HOLDRIDGE v. STOWELL.

(Supreme Court of Minnesota. November 12, 1888.)

1. ARBITRATION AND AWARD-SUBMISSION-VALIDITY.

Where parties to a controversy execute an agreement to submit it to arbitration, and it is clear that it was intended to be a statutory arbitration, but it is not valid as such, by reason of failing to comply with some essential requirement of the statute, it cannot have effect as a common-law submission.

2. SAME-STATUTORY SUBMISSION-ARBITRATORS.

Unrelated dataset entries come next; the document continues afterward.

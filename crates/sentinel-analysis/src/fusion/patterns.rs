//! Dangerous-pattern table: TOML definitions compiled into one Aho-Corasick
//! automaton.

use std::path::Path;

use aho_corasick::{AhoCorasick, MatchKind};
use sentinel_core::errors::PatternError;
use serde::{Deserialize, Serialize};
use smallvec::SmallVec;

use super::types::Severity;

/// The table shipped with the engine.
const DEFAULT_PATTERNS: &str = include_str!("../../patterns/default_patterns.toml");

/// A pattern definition as written in TOML.
#[derive(Debug, Clone, Serialize, Deserialize)]
pub struct TomlPatternDef {
    pub pattern: String,
    pub description: String,
    pub severity: String,
    pub cwe: Option<String>,
    #[serde(default)]
    pub enabled: Option<bool>,
}

#[derive(Debug, Clone, Serialize, Deserialize)]
pub struct TomlPatternFile {
    #[serde(default)]
    pub patterns: Vec<TomlPatternDef>,
}

/// A validated, enabled pattern.
#[derive(Debug, Clone, PartialEq, Eq)]
pub struct DangerPattern {
    pub pattern: String,
    pub description: String,
    pub severity: Severity,
    pub cwe: Option<String>,
}

/// Indices into [`PatternTable::patterns`], ascending.
pub type PatternHits = SmallVec<[usize; 4]>;

/// Enabled patterns plus their compiled matcher.
#[derive(Debug, Clone)]
pub struct PatternTable {
    patterns: Vec<DangerPattern>,
    matcher: Option<AhoCorasick>,
}

impl PatternTable {
    /// The built-in table.
    pub fn builtin() -> Result<Self, PatternError> {
        Self::load_from_str(DEFAULT_PATTERNS)
    }

    /// Load patterns from a TOML string. Disabled entries are dropped.
    pub fn load_from_str(toml_str: &str) -> Result<Self, PatternError> {
        let file: TomlPatternFile = toml::from_str(toml_str)
            .map_err(|e| PatternError::InvalidTable(format!("TOML parse error: {e}")))?;

        let mut patterns = Vec::new();
        for (index, def) in file.patterns.into_iter().enumerate() {
            if def.enabled == Some(false) {
                continue;
            }
            patterns.push(Self::compile(index, def)?);
        }
        Self::from_patterns(patterns)
    }

    /// Load patterns from a file path.
    pub fn load_from_file(path: &Path) -> Result<Self, PatternError> {
        let content = std::fs::read_to_string(path).map_err(|e| {
            PatternError::InvalidTable(format!("failed to read {}: {e}", path.display()))
        })?;
        let table = Self::load_from_str(&content)?;
        tracing::info!(path = %path.display(), patterns = table.len(), "pattern table loaded");
        Ok(table)
    }

    pub fn from_patterns(patterns: Vec<DangerPattern>) -> Result<Self, PatternError> {
        let matcher = if patterns.is_empty() {
            None
        } else {
            Some(
                AhoCorasick::builder()
                    .match_kind(MatchKind::Standard)
                    .build(patterns.iter().map(|p| p.pattern.as_str()))
                    .map_err(|e| PatternError::MatcherBuild(e.to_string()))?,
            )
        };
        Ok(Self { patterns, matcher })
    }

    fn compile(index: usize, def: TomlPatternDef) -> Result<DangerPattern, PatternError> {
        if def.pattern.is_empty() {
            return Err(PatternError::EmptyPattern { index });
        }
        let severity =
            Severity::parse(&def.severity).ok_or_else(|| PatternError::UnknownSeverity {
                pattern: def.pattern.clone(),
                severity: def.severity.clone(),
            })?;
        Ok(DangerPattern {
            pattern: def.pattern,
            description: def.description,
            severity,
            cwe: def.cwe,
        })
    }

    pub fn patterns(&self) -> &[DangerPattern] {
        &self.patterns
    }

    pub fn get(&self, index: usize) -> Option<&DangerPattern> {
        self.patterns.get(index)
    }

    pub fn len(&self) -> usize {
        self.patterns.len()
    }

    pub fn is_empty(&self) -> bool {
        self.patterns.is_empty()
    }

    /// Every pattern occurring anywhere in `text`, in table order.
    ///
    /// Overlapping occurrences all count, so `subprocess.Popen` reports both
    /// `subprocess.Popen` and `subprocess`.
    pub fn matches(&self, text: &str) -> PatternHits {
        let Some(matcher) = &self.matcher else {
            return PatternHits::new();
        };
        let mut seen = vec![false; self.patterns.len()];
        for m in matcher.find_overlapping_iter(text) {
            seen[m.pattern().as_usize()] = true;
        }
        seen.iter()
            .enumerate()
            .filter_map(|(i, hit)| hit.then_some(i))
            .collect()
    }
}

It is essential, to a statutory submission to arbitration, that the agreement shall name all the arbitrators.

(Syllabus by the Court.)

Appeal from district court, Ramsey county; BRILL, Judge. Proceedings by E. A. Holdridge against Ida C. Stowell to set aside an award. The district court ordered the award vacated, and defendant appeals. John D. O'Brien, for appellant. Davis, Kellogg & Severance, for respond

ent.

GILFILLAN, C. J. The parties entered into an agreement in writing to submit a certain matter in difference between them to the arbitrament of two persons named, and such other person as might be chosen by those two. The agreement was in the form, (except as to the two arbitrators named choosing a third,) and was acknowledged in the manner, prescribed by statute. Chapter 89, Gen. St. 1878. The arbitrators had a hearing, and an award was signed by two, (one of those named in the agreement of submission not signing,) and filed with the clerk of the district court. All there is to show the selection of a third arbitrator is this award, signed by only one of the arbitrators. Holdridge, against whom the award was, moved the district court to vacate and set it aside on various grounds; among them, that it is invalid for the reason that the arbitrators were not chosen by the parties to the proceeding, and on this ground the district court made an order vacating it.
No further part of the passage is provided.